*Work instruction*. In the records below, find the line with "is an error." and the line with "encountered during ingest.". Print both exactly, along with every line between them, and no other line.

━━━━━ Given data ━━━━━

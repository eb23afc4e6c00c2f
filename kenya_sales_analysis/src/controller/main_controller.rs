use crate::common::*;

use crate::dto::{group_total::*, sales_analysis::*};

use crate::enums::chart_kind::*;

use crate::model::{configs::output_config::*, sales::sales_dataset::*};

use crate::traits::{
    repository_traits::sales_repository::*,
    service_traits::{
        analysis_service::*, chart_service::*, generator_service::*, report_service::*,
    },
};

#[derive(Debug, new)]
pub struct MainController<G, R, A, C, P>
where
    G: GeneratorService,
    R: SalesRepository,
    A: AnalysisService,
    C: ChartService,
    P: ReportService,
{
    generator_service: G,
    sales_repository: R,
    analysis_service: A,
    chart_service: C,
    report_service: P,
    output_config: OutputConfig,
}

impl<G, R, A, C, P> MainController<G, R, A, C, P>
where
    G: GeneratorService,
    R: SalesRepository,
    A: AnalysisService,
    C: ChartService,
    P: ReportService,
{
    #[doc = r#"
        Runs the whole batch once, in order:

        1. generate the dataset from the configured seed and catalog
        2. write the CSV snapshot
        3. load the snapshot back and aggregate it
        4. render the five charts
        5. write the summary and insight tables to `out`

        # Arguments
        * `out` - console sink for the report (stdout in the binary)

        # Returns
        * `anyhow::Result<SalesAnalysis>` - the aggregates that were reported
    "#]
    pub async fn main_task(&self, out: &mut dyn Write) -> anyhow::Result<SalesAnalysis> {
        /* 1. Generate */
        let dataset: SalesDataset = self.generator_service.generate_sales_dataset()?;

        /* 2. Persist the snapshot */
        let data_path: PathBuf = self.output_config.data_path();
        self.sales_repository
            .save_dataset(&dataset, &data_path)
            .await?;

        /* 3. Aggregate the stored snapshot */
        let stored: SalesDataset = self.sales_repository.load_dataset(&data_path).await?;

        if stored.len() != dataset.len() {
            return Err(anyhow!(
                "[MainController->main_task] Snapshot at {:?} has {} rows, expected {}",
                data_path,
                stored.len(),
                dataset.len()
            ));
        }

        let analysis: SalesAnalysis = self
            .analysis_service
            .analyze(&stored, self.output_config.top_product_limit)?;

        /* 4. Charts */
        self.generate_charts(&analysis).await?;

        /* 5. Console report */
        self.report_service.write_console_report(&analysis, out)?;
        out.flush()?;

        info!("Sales analysis finished for {} records", stored.len());

        Ok(analysis)
    }

    #[doc = "Renders every chart of `ALL_CHART_KINDS` into the output directory."]
    async fn generate_charts(&self, analysis: &SalesAnalysis) -> anyhow::Result<()> {
        for chart_kind in ALL_CHART_KINDS {
            let output_path: PathBuf = self.output_config.chart_path(chart_kind);

            if let Err(e) = self.generate_chart(chart_kind, analysis, &output_path).await {
                error!(
                    "[MainController->generate_charts] Failed to render {:?}: {:?}",
                    chart_kind, e
                );
                return Err(e);
            }
        }

        Ok(())
    }

    async fn generate_chart(
        &self,
        chart_kind: ChartKind,
        analysis: &SalesAnalysis,
        output_path: &Path,
    ) -> anyhow::Result<()> {
        let title: &str = get_title(chart_kind);

        let split = |groups: &[GroupTotal]| -> (Vec<String>, Vec<i64>) {
            groups
                .iter()
                .map(|g| (g.key.clone(), g.total_sales))
                .unzip()
        };

        match chart_kind {
            ChartKind::MonthlySalesTrend => {
                let (months, totals) = split(&analysis.monthly_sales[..]);
                let thousands: Vec<f64> = totals.iter().map(|t| *t as f64 / 1000.0).collect();

                self.chart_service
                    .generate_line_chart(
                        title,
                        months,
                        thousands,
                        output_path,
                        "Month",
                        "Total Sales (Thousands KES)",
                    )
                    .await
            }
            ChartKind::ProductSales => {
                let (products, totals) = split(&analysis.product_sales[..]);
                self.chart_service
                    .generate_bar_chart(
                        title,
                        products,
                        totals,
                        output_path,
                        "Product",
                        "Total Sales (KES)",
                    )
                    .await
            }
            ChartKind::RegionalSales => {
                let (regions, totals) = split(&analysis.regional_sales[..]);
                self.chart_service
                    .generate_bar_chart(
                        title,
                        regions,
                        totals,
                        output_path,
                        "Region",
                        "Total Sales (KES)",
                    )
                    .await
            }
            ChartKind::PaymentMethods => {
                let (methods, totals): (Vec<String>, Vec<f64>) = analysis
                    .payment_shares
                    .iter()
                    .map(|p| (p.payment_method.clone(), p.total_sales as f64))
                    .unzip();

                self.chart_service
                    .generate_pie_chart(title, methods, totals, output_path)
                    .await
            }
            ChartKind::StoreTypeSales => {
                let (store_types, totals) = split(&analysis.store_type_sales[..]);
                self.chart_service
                    .generate_bar_chart(
                        title,
                        store_types,
                        totals,
                        output_path,
                        "Store Type",
                        "Total Sales (KES)",
                    )
                    .await
            }
        }
    }
}

#[cfg(test)]
mod tests {
    use super::*;

    use std::sync::Mutex;

    use crate::model::{catalog::sales_catalog::*, configs::generator_config::*};
    use crate::repository::csv_repository_impl::*;
    use crate::service::{
        analysis_service_impl::*, generator_service_impl::*, report_service_impl::*,
    };

    #[derive(Debug, Clone, PartialEq)]
    struct ChartCall {
        kind: &'static str,
        title: String,
        labels: Vec<String>,
        values: Vec<f64>,
        path: PathBuf,
    }

    #[derive(Debug, Default)]
    struct RecordingChartService {
        calls: Mutex<Vec<ChartCall>>,
    }

    impl RecordingChartService {
        fn record(
            &self,
            kind: &'static str,
            title: &str,
            labels: Vec<String>,
            values: Vec<f64>,
            path: &Path,
        ) {
            self.calls.lock().unwrap().push(ChartCall {
                kind,
                title: title.to_string(),
                labels,
                values,
                path: path.to_path_buf(),
            });
        }
    }

    #[async_trait]
    impl ChartService for RecordingChartService {
        async fn generate_line_chart(
            &self,
            title: &str,
            x_labels: Vec<String>,
            y_data: Vec<f64>,
            output_path: &Path,
            _x_label: &str,
            _y_label: &str,
        ) -> anyhow::Result<()> {
            self.record("line", title, x_labels, y_data, output_path);
            Ok(())
        }

        async fn generate_bar_chart(
            &self,
            title: &str,
            categories: Vec<String>,
            values: Vec<i64>,
            output_path: &Path,
            _x_label: &str,
            _y_label: &str,
        ) -> anyhow::Result<()> {
            let values: Vec<f64> = values.into_iter().map(|v| v as f64).collect();
            self.record("bar", title, categories, values, output_path);
            Ok(())
        }

        async fn generate_pie_chart(
            &self,
            title: &str,
            labels: Vec<String>,
            values: Vec<f64>,
            output_path: &Path,
        ) -> anyhow::Result<()> {
            self.record("pie", title, labels, values, output_path);
            Ok(())
        }
    }

    fn controller(
        record_count: usize,
        output_dir: &Path,
    ) -> MainController<
        GeneratorServiceImpl,
        CsvRepositoryImpl,
        AnalysisServiceImpl,
        RecordingChartService,
        ReportServiceImpl,
    > {
        MainController::new(
            GeneratorServiceImpl::new(
                GeneratorConfig::with_record_count(record_count),
                SalesCatalog::default(),
            ),
            CsvRepositoryImpl::default(),
            AnalysisServiceImpl::new(),
            RecordingChartService::default(),
            ReportServiceImpl::new(),
            OutputConfig::new(output_dir.to_path_buf(), "kenya_sales_data.csv".to_string(), 5),
        )
    }

    #[tokio::test]
    async fn full_run_writes_snapshot_and_requests_all_charts() {
        let dir = tempfile::tempdir().unwrap();
        let controller = controller(120, dir.path());
        let mut console: Vec<u8> = Vec::new();

        let analysis = controller.main_task(&mut console).await.unwrap();

        let csv = fs::read_to_string(dir.path().join("kenya_sales_data.csv")).unwrap();
        assert_eq!(csv.lines().count(), 121);

        let calls = controller.chart_service.calls.lock().unwrap().clone();
        let kinds: Vec<&str> = calls.iter().map(|c| c.kind).collect();
        assert_eq!(kinds, vec!["line", "bar", "bar", "pie", "bar"]);

        let files: Vec<String> = calls
            .iter()
            .map(|c| c.path.file_name().unwrap().to_string_lossy().to_string())
            .collect();
        assert_eq!(
            files,
            vec![
                "kenya_monthly_sales_trend.png",
                "kenya_product_sales.png",
                "kenya_regional_sales.png",
                "kenya_payment_methods.png",
                "kenya_store_type_sales.png",
            ]
        );
        assert_eq!(calls[0].title, "Monthly Sales Trend (Thousands KES)");

        /* Monthly trend is plotted in thousands */
        let plotted: f64 = calls[0].values.iter().sum();
        let expected: f64 = analysis.summary.total_revenue as f64 / 1000.0;
        assert!((plotted - expected).abs() < 1e-6);

        /* Product bars follow the descending product order */
        let product_labels: Vec<String> =
            analysis.product_sales.iter().map(|g| g.key.clone()).collect();
        assert_eq!(calls[1].labels, product_labels);

        assert!(analysis.top_products_by_average_price.len() <= 5);

        /* The report goes to the sink handed to the run */
        let report = String::from_utf8(console).unwrap();
        assert!(report.contains("Kenyan Market Sales Analysis Summary:"));
        assert!(report.contains("Product Insights:"));
        assert!(report.contains("Regional Insights:"));
    }

    #[tokio::test]
    async fn zero_records_fail_before_anything_is_written() {
        let dir = tempfile::tempdir().unwrap();
        let controller = controller(0, dir.path());

        let mut console: Vec<u8> = Vec::new();

        assert!(controller.main_task(&mut console).await.is_err());
        assert!(!dir.path().join("kenya_sales_data.csv").exists());
        assert!(controller.chart_service.calls.lock().unwrap().is_empty());
        assert!(console.is_empty());
    }
}
//! Measurement ingest.
//!
//! A `MeasurementSource` turns some tabular input into a validated
//! `MeasurementSet`. Two sources are provided:
//!
//! - `CsvSource`: a CSV file with (at least) a diameter and a length column
//! - `InMemorySource`: `(diameter_mm, length_m)` pairs already in memory
//!
//! Rows that cannot be parsed or violate the measurement invariants are skipped
//! and reported as `RowError`s. Fewer than two usable rows is an error.

use std::collections::HashMap;
use std::fs::File;
use std::io::Read;
use std::path::PathBuf;

use csv::StringRecord;
use log::{info, warn};

use crate::domain::{Measurement, MeasurementSet};
use crate::error::AppError;

pub const DEFAULT_DIAMETER_COLUMN: &str = "diameter";
pub const DEFAULT_LENGTH_COLUMN: &str = "length";

/// Anything that can supply unwind measurements.
pub trait MeasurementSource {
    fn read_measurements(&self) -> Result<IngestedData, AppError>;
}

/// A row-level error encountered during ingest.
#[derive(Debug, Clone, PartialEq)]
pub struct RowError {
    pub line: usize,
    pub message: String,
}

/// Ingest output: validated measurements + what was skipped.
#[derive(Debug, Clone)]
pub struct IngestedData {
    pub measurements: MeasurementSet,
    pub row_errors: Vec<RowError>,
    pub rows_read: usize,
    pub rows_used: usize,
}

/// Column names to read from a CSV header (matched case-insensitively).
#[derive(Debug, Clone, PartialEq, Eq)]
pub struct ColumnNames {
    pub diameter: String,
    pub length: String,
}

impl Default for ColumnNames {
    fn default() -> Self {
        Self {
            diameter: DEFAULT_DIAMETER_COLUMN.to_string(),
            length: DEFAULT_LENGTH_COLUMN.to_string(),
        }
    }
}

#[derive(Debug, Clone)]
pub struct CsvSource {
    pub path: PathBuf,
    pub columns: ColumnNames,
}

impl CsvSource {
    pub fn new(path: impl Into<PathBuf>, columns: ColumnNames) -> Self {
        Self {
            path: path.into(),
            columns,
        }
    }
}

impl MeasurementSource for CsvSource {
    fn read_measurements(&self) -> Result<IngestedData, AppError> {
        let file = File::open(&self.path).map_err(|e| {
            AppError::new(2, format!("Failed to open CSV '{}': {e}", self.path.display()))
        })?;
        info!("reading measurements from {}", self.path.display());
        read_csv(file, &self.columns)
    }
}

#[derive(Debug, Clone, Default)]
pub struct InMemorySource {
    pub pairs: Vec<(f64, f64)>,
}

impl InMemorySource {
    pub fn new(pairs: Vec<(f64, f64)>) -> Self {
        Self { pairs }
    }
}

impl MeasurementSource for InMemorySource {
    fn read_measurements(&self) -> Result<IngestedData, AppError> {
        let mut measurements = Vec::with_capacity(self.pairs.len());
        let mut row_errors = Vec::new();

        for (idx, &(diameter_mm, length_m)) in self.pairs.iter().enumerate() {
            match Measurement::new(diameter_mm, length_m) {
                Ok(m) => measurements.push(m),
                Err(e) => row_errors.push(RowError {
                    line: idx + 1,
                    message: e.to_string(),
                }),
            }
        }

        finish(measurements, row_errors, self.pairs.len())
    }
}

/// Read measurements from any CSV reader.
pub fn read_csv<R: Read>(reader: R, columns: &ColumnNames) -> Result<IngestedData, AppError> {
    let mut reader = csv::ReaderBuilder::new()
        .flexible(true)
        .trim(csv::Trim::All)
        .from_reader(reader);

    let headers = reader
        .headers()
        .map_err(|e| AppError::new(2, format!("Failed to read CSV headers: {e}")))?
        .clone();
    let header_map = build_header_map(&headers);

    let diameter_idx = column_index(&header_map, &columns.diameter)?;
    let length_idx = column_index(&header_map, &columns.length)?;

    let mut measurements = Vec::new();
    let mut row_errors = Vec::new();
    let mut rows_read = 0usize;

    for (idx, result) in reader.records().enumerate() {
        // Line 1 is the header.
        let line = idx + 2;
        rows_read += 1;

        let record = match result {
            Ok(r) => r,
            Err(e) => {
                row_errors.push(RowError {
                    line,
                    message: format!("CSV parse error: {e}"),
                });
                continue;
            }
        };

        match parse_row(&record, diameter_idx, length_idx, columns) {
            Ok(m) => measurements.push(m),
            Err(message) => row_errors.push(RowError { line, message }),
        }
    }

    finish(measurements, row_errors, rows_read)
}

fn finish(
    measurements: Vec<Measurement>,
    row_errors: Vec<RowError>,
    rows_read: usize,
) -> Result<IngestedData, AppError> {
    for e in &row_errors {
        warn!("skipping row {}: {}", e.line, e.message);
    }
    let rows_used = measurements.len();
    info!("ingested {rows_used} of {rows_read} rows");

    let measurements = MeasurementSet::new(measurements)?;
    Ok(IngestedData {
        measurements,
        row_errors,
        rows_read,
        rows_used,
    })
}

fn build_header_map(headers: &StringRecord) -> HashMap<String, usize> {
    headers
        .iter()
        .enumerate()
        .map(|(idx, name)| (normalize_header_name(name), idx))
        .collect()
}

fn normalize_header_name(name: &str) -> String {
    // Spreadsheet exports often prefix the first header with a UTF-8 BOM.
    let name = name.trim().trim_start_matches('\u{feff}');
    name.to_ascii_lowercase()
}

fn column_index(header_map: &HashMap<String, usize>, name: &str) -> Result<usize, AppError> {
    header_map
        .get(&normalize_header_name(name))
        .copied()
        .ok_or_else(|| AppError::new(2, format!("Missing required column: `{name}`")))
}

fn parse_row(
    record: &StringRecord,
    diameter_idx: usize,
    length_idx: usize,
    columns: &ColumnNames,
) -> Result<Measurement, String> {
    let diameter_mm = parse_f64(record, diameter_idx, &columns.diameter)?;
    let length_m = parse_f64(record, length_idx, &columns.length)?;
    Measurement::new(diameter_mm, length_m).map_err(|e| e.to_string())
}

fn parse_f64(record: &StringRecord, idx: usize, name: &str) -> Result<f64, String> {
    let raw = record
        .get(idx)
        .map(str::trim)
        .filter(|s| !s.is_empty())
        .ok_or_else(|| format!("Missing required value: `{name}`"))?;
    raw.parse::<f64>()
        .map_err(|_| format!("Invalid number '{raw}' in column `{name}`"))
}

━━━━━

*Expected answer*.
//! and reported as `RowError`s. Fewer than two usable rows is an error.

use std::collections::HashMap;
use std::fs::File;
use std::io::Read;
use std::path::PathBuf;

use csv::StringRecord;
use log::{info, warn};

use crate::domain::{Measurement, MeasurementSet};
use crate::error::AppError;

pub const DEFAULT_DIAMETER_COLUMN: &str = "diameter";
pub const DEFAULT_LENGTH_COLUMN: &str = "length";

/// Anything that can supply unwind measurements.
pub trait MeasurementSource {
    fn read_measurements(&self) -> Result<IngestedData, AppError>;
}

/// A row-level error encountered during ingest.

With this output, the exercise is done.